When Rep. Alexandria Ocasio-Cortez (D-N.Y.) accused the Trump administration of “running concentration camps on our southern border,” a political firestorm erupted.
But a question remained. Was the comparison justified?
“As a scholar of the Holocaust, one is particularly sensitive to terminology that evokes the Nazi regime’s policies of persecution and extermination,” said Anika Walke, associate professor of history in Arts & Sciences at Washington University in St. Louis and author of “Pioneers and Partisans: An Oral History of Nazi Genocide in Belorussia.”
“Therefore, an initial reaction could easily be to say, no, the detention centers at the U.S. border are not the same as Nazi concentration camps, which is what we usually think of when we encounter the phrase,” she said.
“However, to say that ‘concentration camps’ are distinct to the Nazi era is incorrect and signals an ahistorical understanding of the Holocaust. The Nazi regime utilized technologies of power and internment that had been developed and used before, and radicalized their use.
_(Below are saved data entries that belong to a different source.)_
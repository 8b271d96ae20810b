/// Status persistence around the resource store
///
/// `dehydrate` runs before every workflow write and `hydrate` after every read,
/// so the controller and API only ever see complete node maps while the store
/// only ever sees documents under its size limit. `commit` runs after a write
/// was accepted: offloaded versions are only collected once no stored document
/// can point at them.

use crate::error::{EngineError, PackError, Result};
use crate::persist::offload::OffloadRepository;
use crate::workflow::{packer::StatusPacker, types::Workflow};

#[derive(Debug, Clone)]
pub struct StatusPersister {
    packer: StatusPacker,
    offload: Option<OffloadRepository>,
}

impl StatusPersister {
    /// `offload` enables the relational fallback for maps compression cannot shrink enough
    pub fn new(packer: StatusPacker, offload: Option<OffloadRepository>) -> Self {
        Self { packer, offload }
    }

    pub fn packer(&self) -> &StatusPacker {
        &self.packer
    }

    /// Shrink a hydrated workflow until it fits the store
    ///
    /// Tries compression first, then offload when enabled. Fails with
    /// `Capacity` when neither is enough.
    pub async fn dehydrate(&self, workflow: &mut Workflow) -> Result<()> {
        match self.packer.pack_workflow(workflow) {
            Ok(_) => Ok(()),
            Err(PackError::TooLarge { size, limit }) => {
                let Some(offload) = &self.offload else {
                    return Err(EngineError::Capacity { size, limit });
                };

                let meta = &workflow.metadata;
                let version = offload
                    .save(&meta.namespace, &meta.uid, &workflow.status.nodes)
                    .await?;

                tracing::info!(
                    "💾 Offloaded node status of {} ({} nodes, version {})",
                    meta.key(),
                    workflow.status.nodes.len(),
                    version
                );
                workflow.status.nodes.clear();
                workflow.status.compressed_nodes = None;
                workflow.status.offload_node_status_version = Some(version);

                let size = StatusPacker::encoded_size(workflow)?;
                if size > self.packer.max_size() {
                    return Err(EngineError::Capacity {
                        size,
                        limit: self.packer.max_size(),
                    });
                }
                Ok(())
            }
            Err(e) => Err(e.into()),
        }
    }

    /// Collect offloaded versions the just-written document no longer references
    ///
    /// Call only with the document the store accepted; a write that lost a
    /// version race must not collect anything.
    pub async fn commit(&self, written: &Workflow) -> Result<u64> {
        let Some(offload) = &self.offload else {
            return Ok(0);
        };
        let meta = &written.metadata;
        let removed = match &written.status.offload_node_status_version {
            Some(version) => offload.gc(&meta.namespace, &meta.uid, version).await?,
            None => offload.delete_all(&meta.namespace, &meta.uid).await?,
        };
        if removed > 0 {
            tracing::debug!("🧹 Collected {} stale node status versions of {}", removed, meta.key());
        }
        Ok(removed)
    }

    /// Restore the full node map; a no-op on an already hydrated workflow
    pub async fn hydrate(&self, workflow: &mut Workflow) -> Result<()> {
        self.packer.unpack_workflow(workflow)?;

        if let Some(version) = workflow.status.offload_node_status_version.clone() {
            let offload = self.offload.as_ref().ok_or_else(|| {
                EngineError::Infrastructure(format!(
                    "workflow {} has offloaded node status but offload is disabled",
                    workflow.metadata.key()
                ))
            })?;
            let meta = &workflow.metadata;
            workflow.status.nodes = offload.load(&meta.namespace, &meta.uid, &version).await?;
            workflow.status.offload_node_status_version = None;
        }
        Ok(())
    }

    /// Forget any offloaded node maps of a workflow that is going away
    pub async fn release(&self, workflow: &Workflow) -> Result<()> {
        if let Some(offload) = &self.offload {
            offload
                .delete_all(&workflow.metadata.namespace, &workflow.metadata.uid)
                .await?;
        }
        Ok(())
    }
}
/// Workflow commands: submit, get, delete, stop, terminate

use super::{read_manifest, timestamp, Context};
use anyhow::Result;
use argosy::{
    runtime::backoff::{wait_until, Backoff},
    workflow::types::{Workflow, WorkflowPhase},
};
use std::{path::PathBuf, time::Duration};
use tokio_util::sync::CancellationToken;

/// Submit a manifest, optionally waiting for it to finish
pub async fn submit(ctx: &Context, file: PathBuf, wait: bool) -> Result<()> {
    let mut workflow: Workflow = read_manifest(&file)?;
    if workflow.metadata.namespace.is_empty() {
        workflow.metadata.namespace = ctx.namespace.clone();
    }
    let created = ctx.client.submit(&workflow.metadata.namespace, &workflow).await?;
    print_summary(&created);

    if wait {
        let finished = wait_for(ctx, &created.metadata.namespace, &created.metadata.name).await?;
        println!("{} {}", finished.metadata.name, finished.status.phase);
        if finished.status.phase != WorkflowPhase::Succeeded {
            anyhow::bail!(
                "workflow {} {}: {}",
                finished.metadata.name,
                finished.status.phase,
                finished.status.message.unwrap_or_default()
            );
        }
    }
    Ok(())
}

async fn wait_for(ctx: &Context, namespace: &str, name: &str) -> Result<Workflow> {
    let poll = Backoff::polling(Duration::from_secs(1), Duration::from_secs(24 * 3600));
    let client = &ctx.client;
    wait_until(&poll, &CancellationToken::new(), || async move {
        client
            .get_workflow(namespace, name)
            .await
            .map(|wf| wf.is_completed())
            .unwrap_or(false)
    })
    .await?;
    ctx.client.get_workflow(namespace, name).await
}

pub async fn get(ctx: &Context, name: &str) -> Result<()> {
    let workflow = ctx.client.get_workflow(&ctx.namespace, name).await?;
    print_summary(&workflow);

    let mut nodes: Vec<_> = workflow.status.nodes.values().collect();
    nodes.sort_by(|a, b| a.started_at.cmp(&b.started_at).then_with(|| a.name.cmp(&b.name)));
    if !nodes.is_empty() {
        println!();
        println!("STEP   PHASE   MESSAGE");
        for node in nodes {
            println!(
                "{}   {}   {}",
                node.name,
                node.phase,
                node.message.as_deref().unwrap_or("")
            );
        }
    }
    Ok(())
}

pub async fn delete(ctx: &Context, name: &str) -> Result<()> {
    ctx.client.delete_workflow(&ctx.namespace, name).await?;
    println!("Workflow '{}' deleted", name);
    Ok(())
}

/// `action` is `stop` or `terminate`
pub async fn shutdown(ctx: &Context, name: &str, action: &str) -> Result<()> {
    ctx.client.shutdown_workflow(&ctx.namespace, name, action).await?;
    let verb = if action == "stop" { "stopped" } else { "terminated" };
    println!("Workflow '{}' {}", name, verb);
    Ok(())
}

fn print_summary(workflow: &Workflow) {
    println!("Name:        {}", workflow.metadata.name);
    println!("Namespace:   {}", workflow.metadata.namespace);
    println!("UID:         {}", workflow.metadata.uid);
    println!("Status:      {}", workflow.status.phase);
    if let Some(message) = &workflow.status.message {
        println!("Message:     {}", message);
    }
    println!("Created:     {}", timestamp(workflow.metadata.creation_timestamp));
    if workflow.status.started_at.is_some() {
        println!("Started:     {}", timestamp(workflow.status.started_at));
    }
    if workflow.status.finished_at.is_some() {
        println!("Finished:    {}", timestamp(workflow.status.finished_at));
    }
}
Today, there is a scholarly consensus to define concentration camps as camps in which large groups of civilians are held without trial or even without having violated any laws.
“Spanish troops used ‘campos de reconcentración’ to suppress the Cuban Uprising in 1896, the United States used similar facilities in the Philippines in 1900, and there were British concentration camps in South Africa during the Boer Wars, 1899-1902. In many of these camps, vulnerable groups like children and elderly were interned together with adult women and men, without access to sufficient food and under intensely unhygienic conditions. As a result, many internees suffered illness and died. This is why concentration camps are associated with cruelty and inhumanity.
“In the early 1900s, German colonial forces used such camps to suppress Nama and Herero in what is now Namibia, and killed thousands of the prisoners. Some scholars argue that these camps were the direct precursor to Nazi-era concentration camps, where prisoners were deliberately starved to death, died of exhaustion through forced labor, or were killed with bullets and in gas chambers.
“But we ought to also keep in mind that the Nazi regime used a great variety of camps: concentration camps but also labor camps and extermination camps, the latter of which were expressly designed to commit mass murder. The camps built at Bełżec, Sobibor and Treblinka, as well as Auschwitz-Birkenau, Majdanek and Chełmno, all fall into this category. Prisoners in these different camps included Jews, Roma and Sinti, Communists, Social Democrats, Jehovah’s Witnesses, so-called “Asocials,” and many, many others who in one or the other way did not fulfill the standards of racial supremacy or undermined the Nazi regime.
“As far as we know, people are not being worked to death or killed systematically in U.S. detention centers, but we do know that people are suffering from untreated disease and intentionally placed in harsh conditions, such as the so-called ‘iceboxes’, that make them sick or even die — even though the U.S. would have the resources to provide adequate accommodations and care. In other words, the suffering is the result of deliberate neglect and withholding of basic necessities. In addition, because these centers exist in a somewhat extralegal sphere, refugees are limited in their access to legal representation and in their ability to report abuse and violence.
“So, while in many ways the term ‘concentration camp’ evokes the cruelty and system of exploitation and extermination of the Nazi regime, it has a longer history, and it is not incorrect to evoke this history when describing the refugee detention centers where people are held who are seeking asylum, which is not illegal.
“It is important to note that AOC is not the first to place a critique of refugee detention centers in the long history of concentrating civilians,” Walke said. “Immigrant activists in Germany and across Europe frequently point out such structural similarities. Asylum seekers often are held in camps for months without privacy, legal support or access to proper medical care, and are exposed to many forms of violence from staff as well as others confined in the camp.
“In fact, many contemporary centers were established in buildings or on sites that, during the Nazi era, were used to intern forced laborers or others targeted for persecution,” Walke said, pointing out that other facilities were used to hold mentally ill patients, prisoners, or other undesirable populations before they were turned into immigrant detention centers.
“We must be very attentive,” she said, “to the ways in which similar technologies of imprisonment, internment and surveillance are used across different periods and by different political systems.”